Under no circumstances alter the records; copy each one exactly.
[STUDY MATERIAL Boundary: Start]
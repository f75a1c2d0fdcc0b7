//! DataStore filename derivation, directory handling, and listing.

mod common;

use common::{legendary_card, normal_card};
use perk_planner::{Build, CardKind, DataStore, Deck, Special};

// ---------------------------------------------------------------------------
// path derivation
// ---------------------------------------------------------------------------

#[test]
fn build_path_is_slug_with_suffix_and_extension() {
    let (store, _tmp) = common::setup_store();
    let path = store.build_path("Bloodied Build");
    assert_eq!(
        path.file_name().unwrap().to_str().unwrap(),
        "bloodied_build_build.json"
    );
    assert!(path.starts_with(&store.data_dir));
}

#[test]
fn deck_path_is_slug_with_suffix_and_extension() {
    let (store, _tmp) = common::setup_store();
    let path = store.deck_path("My Raid Deck");
    assert_eq!(
        path.file_name().unwrap().to_str().unwrap(),
        "my_raid_deck_deck.json"
    );
}

#[test]
fn slug_lowercases_and_replaces_spaces() {
    assert_eq!(perk_planner::store::slug("Bloodied Commando"), "bloodied_commando");
    assert_eq!(perk_planner::store::slug("solo"), "solo");
}

// ---------------------------------------------------------------------------
// new
// ---------------------------------------------------------------------------

#[test]
fn new_creates_missing_data_dir() {
    let tmp = tempfile::tempdir().unwrap();
    let dir = tmp.path().join("nested").join("planner-data");
    assert!(!dir.exists());

    let store = DataStore::new(Some(dir.clone())).unwrap();
    assert!(dir.is_dir());
    assert_eq!(store.data_dir, dir);
}

// ---------------------------------------------------------------------------
// save / load round trips through the store
// ---------------------------------------------------------------------------

#[test]
fn save_build_returns_written_path() {
    let (store, _tmp) = common::setup_store();
    let build = Build::new("Solo Sniper");

    let path = store.save_build(&build).unwrap();
    assert!(path.is_file());
    assert_eq!(path, store.build_path("Solo Sniper"));
}

#[test]
fn build_round_trip_by_display_name() {
    let (store, _tmp) = common::setup_store();

    let mut build = Build::new("Junkie Rifleman");
    build.add_normal_card(normal_card("Tank Killer", 3, Special::P));
    build.add_legendary_card(legendary_card("What Rads?", 4));
    store.save_build(&build).unwrap();

    // Lookup is slug-based, so the exact display name finds the file.
    let loaded = store.load_build("Junkie Rifleman").unwrap();
    assert_eq!(loaded.name(), "Junkie Rifleman");
    assert_eq!(loaded.points(Special::P), 3);
}

#[test]
fn deck_round_trip_by_display_name() {
    let (store, _tmp) = common::setup_store();

    let mut deck = Deck::new(CardKind::Legendary);
    deck.add_card("What Rads?", 4);
    store.save_deck("Spares", &deck).unwrap();

    let loaded = store.load_deck("Spares").unwrap();
    assert_eq!(loaded, deck);
}

// ---------------------------------------------------------------------------
// list_builds / list_decks
// ---------------------------------------------------------------------------

#[test]
fn listing_returns_sorted_slugs_per_entity_kind() {
    let (store, _tmp) = common::setup_store();

    store.save_build(&Build::new("Zeta Hunter")).unwrap();
    store.save_build(&Build::new("Bloodied Commando")).unwrap();
    store
        .save_deck("Spares", &Deck::new(CardKind::Normal))
        .unwrap();

    assert_eq!(
        store.list_builds().unwrap(),
        vec!["bloodied_commando", "zeta_hunter"]
    );
    assert_eq!(store.list_decks().unwrap(), vec!["spares"]);
}

#[test]
fn listing_empty_store_is_empty() {
    let (store, _tmp) = common::setup_store();
    assert!(store.list_builds().unwrap().is_empty());
    assert!(store.list_decks().unwrap().is_empty());
}

#[test]
fn listed_slug_loads_the_build() {
    let (store, _tmp) = common::setup_store();
    store.save_build(&Build::new("Bloodied Commando")).unwrap();

    let slugs = store.list_builds().unwrap();
    let loaded = store.load_build(&slugs[0]).unwrap();
    assert_eq!(loaded.name(), "Bloodied Commando");
}
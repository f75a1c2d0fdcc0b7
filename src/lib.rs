//! Perk planner library for Fallout 76 character builds.
//!
//! Models perk cards, quantity-tracked decks, and named builds with their
//! derived S.P.E.C.I.A.L. point tally, and persists each as a JSON file in
//! a managed data directory. Presentation (menus, prompts, styling) is left
//! to the caller; every operation here takes plain data and returns plain
//! data or strings.
//!
//! # Quick start
//!
//! ```no_run
//! use perk_planner::{Build, CardKind, DataStore, PerkCard, Special};
//!
//! let store = DataStore::new(None).unwrap();
//!
//! let mut build = Build::new("Bloodied Commando");
//! build.add_normal_card(PerkCard::with_special(
//!     "Adrenaline",
//!     3,
//!     CardKind::Normal,
//!     Special::A,
//! ));
//! assert_eq!(build.points(Special::A), 3);
//!
//! store.save_build(&build).unwrap();
//! let reloaded = store.load_build("Bloodied Commando").unwrap();
//! assert_eq!(reloaded.points(Special::A), 3);
//! ```

pub mod config;
pub mod error;
pub mod models;
pub mod store;

pub use error::{PlannerError, Result};
pub use models::{Build, CardKind, Deck, PerkCard, Special};
pub use store::DataStore;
[STUDY MATERIAL Boundary: End]
- _RESPONSE AREA_:
repository f75a1c2d0fdcc0b7
//! DataStore filename derivation, directory handling, and listing.

mod common;

use common::{legendary_card, normal_card};
use perk_planner::{Build, CardKind, DataStore, Deck, Special};

// ---------------------------------------------------------------------------
// path derivation
// ---------------------------------------------------------------------------

#[test]
fn build_path_is_slug_with_suffix_and_extension() {
    let (store, _tmp) = common::setup_store();
    let path = store.build_path("Bloodied Build");
    assert_eq!(
        path.file_name().unwrap().to_str().unwrap(),
        "bloodied_build_build.json"
    );
    assert!(path.starts_with(&store.data_dir));
}

#[test]
fn deck_path_is_slug_with_suffix_and_extension() {
    let (store, _tmp) = common::setup_store();
    let path = store.deck_path("My Raid Deck");
    assert_eq!(
        path.file_name().unwrap().to_str().unwrap(),
        "my_raid_deck_deck.json"
    );
}

#[test]
fn slug_lowercases_and_replaces_spaces() {
    assert_eq!(perk_planner::store::slug("Bloodied Commando"), "bloodied_commando");
    assert_eq!(perk_planner::store::slug("solo"), "solo");
}

// ---------------------------------------------------------------------------
// new
// ---------------------------------------------------------------------------

#[test]
fn new_creates_missing_data_dir() {
    let tmp = tempfile::tempdir().unwrap();
    let dir = tmp.path().join("nested").join("planner-data");
    assert!(!dir.exists());

    let store = DataStore::new(Some(dir.clone())).unwrap();
    assert!(dir.is_dir());
    assert_eq!(store.data_dir, dir);
}

// ---------------------------------------------------------------------------
// save / load round trips through the store
// ---------------------------------------------------------------------------

#[test]
fn save_build_returns_written_path() {
    let (store, _tmp) = common::setup_store();
    let build = Build::new("Solo Sniper");

    let path = store.save_build(&build).unwrap();
    assert!(path.is_file());
    assert_eq!(path, store.build_path("Solo Sniper"));
}

#[test]
fn build_round_trip_by_display_name() {
    let (store, _tmp) = common::setup_store();

    let mut build = Build::new("Junkie Rifleman");
    build.add_normal_card(normal_card("Tank Killer", 3, Special::P));
    build.add_legendary_card(legendary_card("What Rads?", 4));
    store.save_build(&build).unwrap();

    // Lookup is slug-based, so the exact display name finds the file.
    let loaded = store.load_build("Junkie Rifleman").unwrap();
    assert_eq!(loaded.name(), "Junkie Rifleman");
    assert_eq!(loaded.points(Special::P), 3);
}

#[test]
fn deck_round_trip_by_display_name() {
    let (store, _tmp) = common::setup_store();

    let mut deck = Deck::new(CardKind::Legendary);
    deck.add_card("What Rads?", 4);
    store.save_deck("Spares", &deck).unwrap();

    let loaded = store.load_deck("Spares").unwrap();
    assert_eq!(loaded, deck);
}

// ---------------------------------------------------------------------------
// list_builds / list_decks
// ---------------------------------------------------------------------------

#[test]
fn listing_returns_sorted_slugs_per_entity_kind() {
    let (store, _tmp) = common::setup_store();

    store.save_build(&Build::new("Zeta Hunter")).unwrap();
    store.save_build(&Build::new("Bloodied Commando")).unwrap();
    store
        .save_deck("Spares", &Deck::new(CardKind::Normal))
        .unwrap();

    assert_eq!(
        store.list_builds().unwrap(),
        vec!["bloodied_commando", "zeta_hunter"]
    );
    assert_eq!(store.list_decks().unwrap(), vec!["spares"]);
}

#[test]
fn listing_empty_store_is_empty() {
    let (store, _tmp) = common::setup_store();
    assert!(store.list_builds().unwrap().is_empty());
    assert!(store.list_decks().unwrap().is_empty());
}

#[test]
fn listed_slug_loads_the_build() {
    let (store, _tmp) = common::setup_store();
    store.save_build(&Build::new("Bloodied Commando")).unwrap();

    let slugs = store.list_builds().unwrap();
    let loaded = store.load_build(&slugs[0]).unwrap();
    assert_eq!(loaded.name(), "Bloodied Commando");
}
repository f75a1c2d0fdcc0b7
filename src/lib.rs
//! Perk planner library for Fallout 76 character builds.
//!
//! Models perk cards, quantity-tracked decks, and named builds with their
//! derived S.P.E.C.I.A.L. point tally, and persists each as a JSON file in
//! a managed data directory. Presentation (menus, prompts, styling) is left
//! to the caller; every operation here takes plain data and returns plain
//! data or strings.
//!
//! # Quick start
//!
//! ```no_run
//! use perk_planner::{Build, CardKind, DataStore, PerkCard, Special};
//!
//! let store = DataStore::new(None).unwrap();
//!
//! let mut build = Build::new("Bloodied Commando");
//! build.add_normal_card(PerkCard::with_special(
//!     "Adrenaline",
//!     3,
//!     CardKind::Normal,
//!     Special::A,
//! ));
//! assert_eq!(build.points(Special::A), 3);
//!
//! store.save_build(&build).unwrap();
//! let reloaded = store.load_build("Bloodied Commando").unwrap();
//! assert_eq!(reloaded.points(Special::A), 3);
//! ```

pub mod config;
pub mod error;
pub mod models;
pub mod store;

pub use error::{PlannerError, Result};
pub use models::{Build, CardKind, Deck, PerkCard, Special};
pub use store::DataStore;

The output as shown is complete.